Click below to listen to our Consumerpedia podcast episode on how to find a good dentist.

Chomping your favorite grub. Flashing your killer smile during a Zoom meeting or a get together. Opening plastic packaging that defies fingers. There are myriad reasons to keep our teeth feeling and looking good, including boosting your overall physical and mental health. If you don’t have a top dentist, finding one should be at the top of your healthcare agenda.

If you’re in the market for a new dentist, we can help you find a good one. For general dentists, our Ratings Tables report patient reviews for dentists who received at least 10 ratings on our surveys of area consumers. We also rate each practice for price, based on the results of our undercover shopping.

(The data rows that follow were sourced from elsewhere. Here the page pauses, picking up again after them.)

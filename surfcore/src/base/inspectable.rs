//! Entities owning a property tree.
use std::sync::{Arc, Weak};

use log::{debug, info, warn};
use parking_lot::{Mutex, RwLock};
use serde::{Deserialize, Serialize};
use surfprop::{
    ContainerDefinition, ContainerSnapshot, Property, PropertyContainer, PropertyNode, PropertyType,
    Resolved, SingleDefinition, SnapshotMode, Value,
    node::ObserverId,
    utils::{Error as PropError, sanitize_identifier},
};

use crate::{
    base::{
        SurfaceContext,
        addressable::Addressable,
        registry::EntityId,
        server::ParameterServer,
    },
    expr::BoundExpression,
    magic::USER_ID_KEY,
};

/// Source of an entity's property definitions.
///
/// Queried on construction and on every [`InspectableWithProps::setup_props`],
/// so implementations may return different trees over time.
pub trait PropertyDefinitions: Send + Sync {
    fn property_definitions(&self) -> ContainerDefinition;
}

impl PropertyDefinitions for ContainerDefinition {
    fn property_definitions(&self) -> ContainerDefinition {
        self.clone()
    }
}

/// Persisted state of an entity.
#[derive(Debug, Clone, Default, PartialEq, Serialize, Deserialize)]
pub struct EntitySnapshot {
    #[serde(default, skip_serializing_if = "Option::is_none")]
    pub name: Option<String>,
    #[serde(default)]
    pub props: ContainerSnapshot,
}

/// An addressable entity with a property tree, e.g. a board, a widget or a
/// parameter server.
///
/// Every leaf gets a [`BoundExpression`] when it is created, and the entity
/// keeps its registry token in step with its `userID` property.
pub struct InspectableWithProps {
    id: EntityId,
    i_type: String,
    ctx: Arc<SurfaceContext>,
    definitions: Arc<dyn PropertyDefinitions>,
    me: Weak<InspectableWithProps>,
    name: RwLock<String>,
    props: Arc<PropertyContainer>,
    parent: RwLock<Option<Weak<InspectableWithProps>>>,
    children: RwLock<Vec<Arc<InspectableWithProps>>>,
    server: RwLock<Option<Arc<dyn ParameterServer>>>,
    registered: Mutex<Option<String>>,
    user_id_observer: Mutex<Option<(Weak<Property>, ObserverId)>>,
}

impl InspectableWithProps {
    pub fn create(
        ctx: &Arc<SurfaceContext>,
        i_type: &str,
        name: &str,
        definitions: Arc<dyn PropertyDefinitions>,
    ) -> Arc<Self> {
        let entity = Arc::new_cyclic(|me: &Weak<Self>| {
            let owner: Weak<dyn Addressable> = me.clone();
            let definition = Self::complete_definitions(definitions.as_ref());
            let props = PropertyContainer::build(Arc::new(definition), "", &mut |path: &str, prop: &Arc<Property>| {
                BoundExpression::attach(ctx.clone(), owner.clone(), path, prop);
            });

            Self {
                id: EntityId::new(),
                i_type: i_type.to_string(),
                ctx: ctx.clone(),
                definitions,
                me: me.clone(),
                name: RwLock::new(name.to_string()),
                props,
                parent: RwLock::new(None),
                children: RwLock::new(Vec::new()),
                server: RwLock::new(None),
                registered: Mutex::new(None),
                user_id_observer: Mutex::new(None),
            }
        });

        let as_dyn: Arc<dyn Addressable> = entity.clone();
        ctx.directory.insert(&as_dyn);
        entity.track_user_id();
        entity
    }

    /// Provider definitions plus the reserved `userID` leaf.
    fn complete_definitions(definitions: &dyn PropertyDefinitions) -> ContainerDefinition {
        let mut definition = definitions.property_definitions();
        if !definition.contains(USER_ID_KEY) {
            definition.insert(
                USER_ID_KEY,
                SingleDefinition::new(USER_ID_KEY, PropertyType::String, ""),
            );
        }
        definition
    }

    pub fn id(&self) -> EntityId {
        self.id
    }

    pub fn context(&self) -> &Arc<SurfaceContext> {
        &self.ctx
    }

    /// Current definitions, including the reserved `userID` leaf.
    pub fn property_definitions(&self) -> ContainerDefinition {
        Self::complete_definitions(self.definitions.as_ref())
    }

    pub fn props(&self) -> &Arc<PropertyContainer> {
        &self.props
    }

    pub fn set_name(&self, name: &str) {
        *self.name.write() = name.to_string();
    }

    /// Sanitized `userID`, empty when unset.
    pub fn user_token(&self) -> String {
        self.props
            .property(USER_ID_KEY)
            .map(|prop| sanitize_identifier(&prop.get_raw().to_string()))
            .unwrap_or_default()
    }

    /// Rebuild the tree from the current definitions, keeping every node
    /// whose definition kept its shape.
    pub fn setup_props(&self) {
        let owner: Weak<dyn Addressable> = self.me.clone();
        let definition = Arc::new(self.property_definitions());
        let ctx = self.ctx.clone();
        self.props.reconcile(definition, "", &mut |path: &str, prop: &Arc<Property>| {
            BoundExpression::attach(ctx.clone(), owner.clone(), path, prop);
        });
        self.track_user_id();
    }

    pub fn get_prop(&self, path: &str) -> Option<PropertyNode> {
        self.props.get(path)
    }

    /// Resolved value of the leaf at `path`.
    pub fn get_resolved(&self, path: &str, fallback: Option<&Value>) -> Option<Resolved> {
        Some(self.props.property(path)?.get_resolved(fallback))
    }

    /// Whether the leaf at `path` differs from its default. Expression mode
    /// counts as overridden when the configuration says so.
    pub fn is_value_overridden(&self, path: &str) -> Option<bool> {
        let prop = self.props.property(path)?;
        Some(prop.is_value_overridden(self.ctx.config.expression_overrides_value))
    }

    pub fn to_snapshot(&self) -> EntitySnapshot {
        EntitySnapshot {
            name: Some(self.name.read().clone()),
            props: self.props.to_snapshot().unwrap_or_default(),
        }
    }

    /// Reconcile against the current definitions, then apply `snapshot`.
    /// Parts that do not fit the tree are skipped and returned.
    pub fn apply_snapshot(&self, snapshot: &EntitySnapshot, mode: SnapshotMode) -> Vec<PropError> {
        self.setup_props();
        if let Some(name) = &snapshot.name {
            self.set_name(name);
        }
        let issues = self.props.apply_snapshot(&snapshot.props, mode, "");
        self.refresh_registration();
        issues
    }

    fn track_user_id(&self) {
        let Some(prop) = self.props.property(USER_ID_KEY) else {
            return;
        };

        let mut observer = self.user_id_observer.lock();
        if let Some((tracked, _)) = observer.as_ref()
            && tracked.upgrade().is_some_and(|tracked| Arc::ptr_eq(&tracked, &prop))
        {
            return;
        }
        if let Some((tracked, id)) = observer.take()
            && let Some(tracked) = tracked.upgrade()
        {
            tracked.unobserve(id);
        }

        let me = self.me.clone();
        let id = prop.observe(move |_| {
            if let Some(entity) = me.upgrade() {
                entity.refresh_registration();
            }
        });
        *observer = Some((Arc::downgrade(&prop), id));
        drop(observer);
        self.refresh_registration();
    }

    /// Bring the registry in line with the current `userID`.
    pub fn refresh_registration(&self) {
        let token = self.user_token();
        let mut registered = self.registered.lock();
        if registered.as_deref() == Some(token.as_str()) || (registered.is_none() && token.is_empty()) {
            return;
        }

        if let Some(previous) = registered.take() {
            self.ctx.registry.unregister(&previous, self.id);
        }
        if token.is_empty() {
            return;
        }

        let Some(me) = self.me.upgrade() else {
            return;
        };
        let me: Arc<dyn Addressable> = me;
        match self.ctx.registry.register(&token, &me) {
            Ok(()) => *registered = Some(token),
            Err(error) => warn!("Entity `{}` keeps no identifier: {}", self.name.read(), error),
        }
    }

    /// Token this entity currently holds in the registry.
    pub fn registered_token(&self) -> Option<String> {
        self.registered.lock().clone()
    }

    pub fn set_server(&self, server: Option<Arc<dyn ParameterServer>>) {
        *self.server.write() = server;
    }

    pub fn attach_child(&self, child: &Arc<InspectableWithProps>) {
        child.detach();
        *child.parent.write() = Some(self.me.clone());
        self.children.write().push(child.clone());
        debug!("Entity {} attached under {}", child.id, self.id);
    }

    /// Remove this entity from its parent.
    pub fn detach(&self) {
        let parent = self.parent.write().take().and_then(|parent| parent.upgrade());
        if let Some(parent) = parent {
            parent.children.write().retain(|child| child.id != self.id);
        }
    }

    /// Dispose the entity and its descendants: release identifiers,
    /// subscriptions and directory entries.
    pub fn destroy(&self) {
        let children = std::mem::take(&mut *self.children.write());
        for child in children {
            *child.parent.write() = None;
            child.destroy();
        }
        self.detach();

        if let Some(token) = self.registered.lock().take() {
            self.ctx.registry.unregister(&token, self.id);
        }
        if let Some((tracked, id)) = self.user_id_observer.lock().take()
            && let Some(tracked) = tracked.upgrade()
        {
            tracked.unobserve(id);
        }
        self.props.cleanup();
        self.ctx.directory.remove(self.id);
        info!("Destroyed entity `{}` ({})", self.name.read(), self.id);
    }
}

impl Addressable for InspectableWithProps {
    fn entity_id(&self) -> EntityId {
        self.id
    }

    fn i_type(&self) -> String {
        self.i_type.clone()
    }

    fn name(&self) -> String {
        self.name.read().clone()
    }

    fn identifier(&self) -> String {
        let token = self.user_token();
        if token.is_empty() {
            sanitize_identifier(&self.name.read())
        } else {
            token
        }
    }

    fn parent(&self) -> Option<Arc<dyn Addressable>> {
        let parent = self.parent.read().as_ref()?.upgrade()?;
        Some(parent)
    }

    fn children(&self) -> Vec<Arc<dyn Addressable>> {
        self.children
            .read()
            .iter()
            .map(|child| child.clone() as Arc<dyn Addressable>)
            .collect()
    }

    fn property(&self, path: &str) -> Option<Arc<Property>> {
        self.props.property(path)
    }

    fn server(&self) -> Option<Arc<dyn ParameterServer>> {
        self.server.read().clone()
    }
}

#[cfg(test)]
mod tests {
    use surfprop::{PropertySnapshot, ValueMode};

    use crate::base::meta::EngineConfig;

    use super::*;

    fn gain_definitions() -> Arc<dyn PropertyDefinitions> {
        Arc::new(
            ContainerDefinition::new("fader")
                .child("gain", SingleDefinition::new("gain", PropertyType::Float, 0.0))
                .child(
                    "style",
                    ContainerDefinition::new("style")
                        .child("color", SingleDefinition::new("color", PropertyType::Color, "#ff0000")),
                ),
        )
    }

    #[test]
    fn user_id_is_reserved_and_tracked() {
        let ctx = SurfaceContext::with_defaults();
        let fader = InspectableWithProps::create(&ctx, "widget", "Fader 1", gain_definitions());
        assert!(fader.get_prop(USER_ID_KEY).is_some());
        assert_eq!(fader.identifier(), "fader_1");
        assert_eq!(fader.registered_token(), None);

        fader.property(USER_ID_KEY).unwrap().set("Main Gain");
        assert_eq!(fader.registered_token().as_deref(), Some("main_gain"));
        assert_eq!(ctx.registry.holder("main_gain"), Some(fader.id()));

        fader.property(USER_ID_KEY).unwrap().set("other");
        assert_eq!(ctx.registry.holder("main_gain"), None);
        assert_eq!(ctx.registry.holder("other"), Some(fader.id()));
    }

    #[test]
    fn colliding_identifier_is_refused() {
        let ctx = SurfaceContext::with_defaults();
        let first = InspectableWithProps::create(&ctx, "widget", "a", gain_definitions());
        let second = InspectableWithProps::create(&ctx, "widget", "b", gain_definitions());
        first.property(USER_ID_KEY).unwrap().set("same");
        second.property(USER_ID_KEY).unwrap().set("same");
        assert_eq!(ctx.registry.holder("same"), Some(first.id()));
        assert_eq!(second.registered_token(), None);

        first.destroy();
        second.refresh_registration();
        assert_eq!(ctx.registry.holder("same"), Some(second.id()));
    }

    #[test]
    fn snapshot_modes() {
        let ctx = SurfaceContext::with_defaults();
        let fader = InspectableWithProps::create(&ctx, "widget", "f", gain_definitions());
        fader.property("gain").unwrap().set(0.5);
        fader.property("style.color").unwrap().set("#00ff00");

        let mut snapshot = EntitySnapshot::default();
        snapshot.props.children.insert(
            "gain".into(),
            PropertySnapshot {
                value: Value::Float(0.25),
                mode: Some(ValueMode::Value),
                ..Default::default()
            }
            .into(),
        );

        assert!(fader.apply_snapshot(&snapshot, SnapshotMode::Patch).is_empty());
        assert_eq!(fader.property("gain").unwrap().get_raw(), Value::Float(0.25));
        assert!(!fader.property("style.color").unwrap().is_default_state());

        fader.apply_snapshot(&snapshot, SnapshotMode::Replace);
        assert!(fader.property("style.color").unwrap().is_default_state());
    }

    #[test]
    fn expression_mode_override_follows_config() {
        for (counts, expected) in [(true, true), (false, false)] {
            let ctx = SurfaceContext::with_config(EngineConfig {
                expression_overrides_value: counts,
                ..Default::default()
            });
            let fader = InspectableWithProps::create(&ctx, "widget", "f", gain_definitions());
            assert_eq!(fader.is_value_overridden("gain"), Some(false));
            fader.property("gain").unwrap().set_formula("=1");
            assert_eq!(fader.is_value_overridden("gain"), Some(expected));
        }
        let ctx = SurfaceContext::with_defaults();
        let fader = InspectableWithProps::create(&ctx, "widget", "f", gain_definitions());
        assert_eq!(fader.is_value_overridden("nope"), None);
    }

    #[test]
    fn hierarchy_and_destroy() {
        let ctx = SurfaceContext::with_defaults();
        let board = InspectableWithProps::create(&ctx, "board", "Board", gain_definitions());
        let fader = InspectableWithProps::create(&ctx, "widget", "Fader", gain_definitions());
        board.attach_child(&fader);
        assert_eq!(fader.parent().unwrap().entity_id(), board.id());
        assert_eq!(board.child("fader").unwrap().entity_id(), fader.id());
        assert_eq!(ctx.directory.len(), 2);

        board.destroy();
        assert!(ctx.directory.is_empty());
        assert!(fader.parent().is_none());
    }
}
use criterion::{Criterion, black_box, criterion_group, criterion_main};

use surfcore::{
    base::addressable::Addressable,
    expr::{
        error::ExprResult,
        interp::{Resolvers, eval},
        parse,
    },
    tests_utils::{MemoryServer, context, server_entity, widget},
};
use surfprop::{ContainerDefinition, PropertyType, SingleDefinition, Value};

const SOURCE: &str = "prop('dev:x') * 2 + (osc('/a', 0) > 0.5 ? 1 : 0) + url('query.scene', 3)";

/// Answers every host call with a constant.
struct Constant;

impl Resolvers for Constant {
    fn prop(&mut self, _key: Option<&str>, _fallback: Option<Value>) -> ExprResult<Value> {
        Ok(Value::Float(0.25))
    }

    fn osc(&mut self, _path: &str, _fallback: Option<Value>) -> ExprResult<Value> {
        Ok(Value::Float(0.75))
    }

    fn bind(&mut self, _path: &str, _fallback: Option<Value>) -> ExprResult<Value> {
        Ok(Value::Float(0.5))
    }

    fn url(&mut self, _key: &str, _fallback: Option<Value>) -> ExprResult<Value> {
        Ok(Value::Int(3))
    }
}

fn bench_parse(c: &mut Criterion) {
    c.bench_function("parse_expression", |b| {
        b.iter(|| {
            black_box(parse(black_box(SOURCE)).ok());
        })
    });
}

fn bench_eval(c: &mut Criterion) {
    let Ok(expr) = parse(SOURCE) else {
        panic!("benchmark source must parse");
    };

    c.bench_function("eval_constant_resolvers", |b| {
        b.iter(|| {
            black_box(eval(&expr, &mut Constant).ok());
        })
    });
}

fn bench_resolve(c: &mut Criterion) {
    let ctx = context();
    let server = MemoryServer::new();
    server.add_node("/a", "f", vec![Value::Float(0.75)]);
    let _srv = server_entity(&ctx, "Server", "srv", server);

    let float = |name: &str| SingleDefinition::new(name, PropertyType::Float, 0.0);
    let dev = widget(&ctx, "Device", "dev", ContainerDefinition::new("dev").child("x", float("x")));
    let out = widget(&ctx, "Out", "", ContainerDefinition::new("out").child("y", float("y")));
    let (Some(x), Some(y)) = (dev.property("x"), out.property("y")) else {
        panic!("fixture properties exist");
    };
    x.set(0.25);
    y.set_formula("=prop('dev:x') * 2 + (osc('srv:/a', 0) > 0.5 ? 1 : 0)");
    ctx.run_pending();

    c.bench_function("resolve_property", |b| {
        b.iter(|| {
            black_box(y.get_resolved(None));
        })
    });
}

criterion_group!(benches, bench_parse, bench_eval, bench_resolve);
criterion_main!(benches);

See your general care dentist for routine procedures (cleanings, most restorations), but consider a specialist for procedures such as oral or periodontal surgery, implants, extensive bridgework, and difficult root canals. Since general care dentists may also provide these services, weigh the pros and cons of using your regular dentist versus a specialist for them. For dental specialists, our Ratings Tables report patient reviews plus indicate which were recommended most often by other dentists in the area who we surveyed.

In the articles below, we review points to keep in mind when choosing a dentist. We also discuss how to keep costs down. You’ll want to check prices: We found that some dentists charge more than twice as much as others for the same procedures. For general dentists, our price comparison scores will guide you toward low-cost providers. Fortunately, using a dentist with low fees doesn’t mean you have to forsake quality. We found that many of the dentists who receive high ratings on our surveys of patients also charge below-average fees.

Be suspicious if a new dentist recommends far more treatment than your previous one did—for instance, if suddenly many silver fillings need to be replaced, several teeth need to be crowned, or your gums need extensive surgery. This is an area where we receive frequent complaints in our surveys of patients. It’s good practice for the dentist to provide a written treatment plan. If the proposed treatment is extensive, consider getting a second opinion.